Mas para reverter ou pelo menos atenuar estes problemas, precisamos de uma ação decisiva e eficiente do Estado, em primeiro lugar acredito que será necessário que política fiscal e monetária atuem de maneira confluente para o combate a inflação, o que se viu durante os últimos 5 anos foi um esforço no sentido oposto, a fazenda aumentava gastos pressionando os preços enquanto o Banco Central aumentava os juros para conter a inflação. Neste caso seria razoável discutir um aumento de gastos públicos em menor proporção do que o crescimento do PIB melhorando simultaneamente a qualidade do gasto que é rígido no curto prazo e ruim do ponto de vista da execução, privilegiando despesas correntes em detrimento dos investimentos públicos que estão estagnados na casa de 1% do PIB.

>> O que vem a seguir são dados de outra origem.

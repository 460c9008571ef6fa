use async_trait::async_trait;
use chrono::{DateTime, Utc};

use super::{MessageRecord, NotificationRecord, ReadOutcome};
use crate::error::StoreError;

/// 存储抽象trait，便于测试替换与后端迁移 / Store abstraction for testability and backend swaps
///
/// 每个方法都是一次挂起点；实现不得假定调用方持有任何锁
/// Every method is a suspension point; implementations must not assume the
/// caller holds any lock
#[async_trait]
pub trait Store: Send + Sync {
    async fn create_message(&self, record: MessageRecord) -> Result<MessageRecord, StoreError>;

    async fn find_message(&self, message_id: &str) -> Result<Option<MessageRecord>, StoreError>;

    async fn delete_message(&self, message_id: &str) -> Result<bool, StoreError>;

    /// 仅更新 recipient_id == reader 且未读的消息 / Updates only unread messages addressed to the reader
    async fn bulk_mark_messages_read(
        &self,
        message_ids: &[String],
        reader_id: &str,
        read_at: DateTime<Utc>,
    ) -> Result<ReadOutcome, StoreError>;

    /// 原子的"不存在才插入"；返回(记录, 是否新建)
    /// Atomic insert-if-absent; returns (record, created)
    async fn create_notification_if_absent(
        &self,
        record: NotificationRecord,
    ) -> Result<(NotificationRecord, bool), StoreError>;

    /// 未读通知，按创建时间倒序 / Unread notifications, newest first
    async fn unread_notifications(
        &self,
        user_id: &str,
        limit: usize,
    ) -> Result<Vec<NotificationRecord>, StoreError>;

    async fn count_unread_notifications(&self, user_id: &str) -> Result<usize, StoreError>;

    /// 按关联消息ID批量已读 / Bulk read-mark by related message id
    async fn bulk_mark_message_notifications_read(
        &self,
        message_ids: &[String],
        user_id: &str,
        read_at: DateTime<Utc>,
    ) -> Result<usize, StoreError>;

    /// 按通知ID批量已读 / Bulk read-mark by notification id
    async fn bulk_mark_notifications_read(
        &self,
        notification_ids: &[String],
        user_id: &str,
        read_at: DateTime<Utc>,
    ) -> Result<usize, StoreError>;

    /// 删除某条消息触发的全部通知 / Delete all notifications triggered by a message
    async fn delete_notifications_by_related(&self, related_id: &str)
        -> Result<usize, StoreError>;
}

Uma melhor execução fiscal diminuiria em parte as pressões inflacionárias, de gorjeta reduziria o quociente dívida/PIB abrindo espaço para um maior afrouxamento da política monetária, com queda na taxa de juros ao longo do tempo retomando assim a capacidade de investimento por parte da iniciativa privada.
Quanto ao câmbio creio que intervenções do Banco Central no sentido de desvalorizar o Real seja um caso de sobrevivência, isso implicará em mais pressões inflacionárias, sem a ajuda do câmbio valorizado certamente os preços vão subir, por isso a necessidade de disciplina fiscal, para atenuar os efeitos do aumento no preço dos importados, talvez seja necessário aumentar o centro da meta de inflação para algo próximo dos 6,5%, ou seja, no patamar atual do IPCA brasileiro, sem que haja qualquer intervenção no câmbio ou medida governamental para socorrer a indústria, em outras palavras a convivência com a inflação atual só se justifica se servir de instrumento de socorro da indústria brasileira, em nome da manutenção do emprego no longo prazo, o que não é constatado na atual política econômica. Este é o atual desafio macroeconômico, conciliar estabilidade com crescimento sustentável.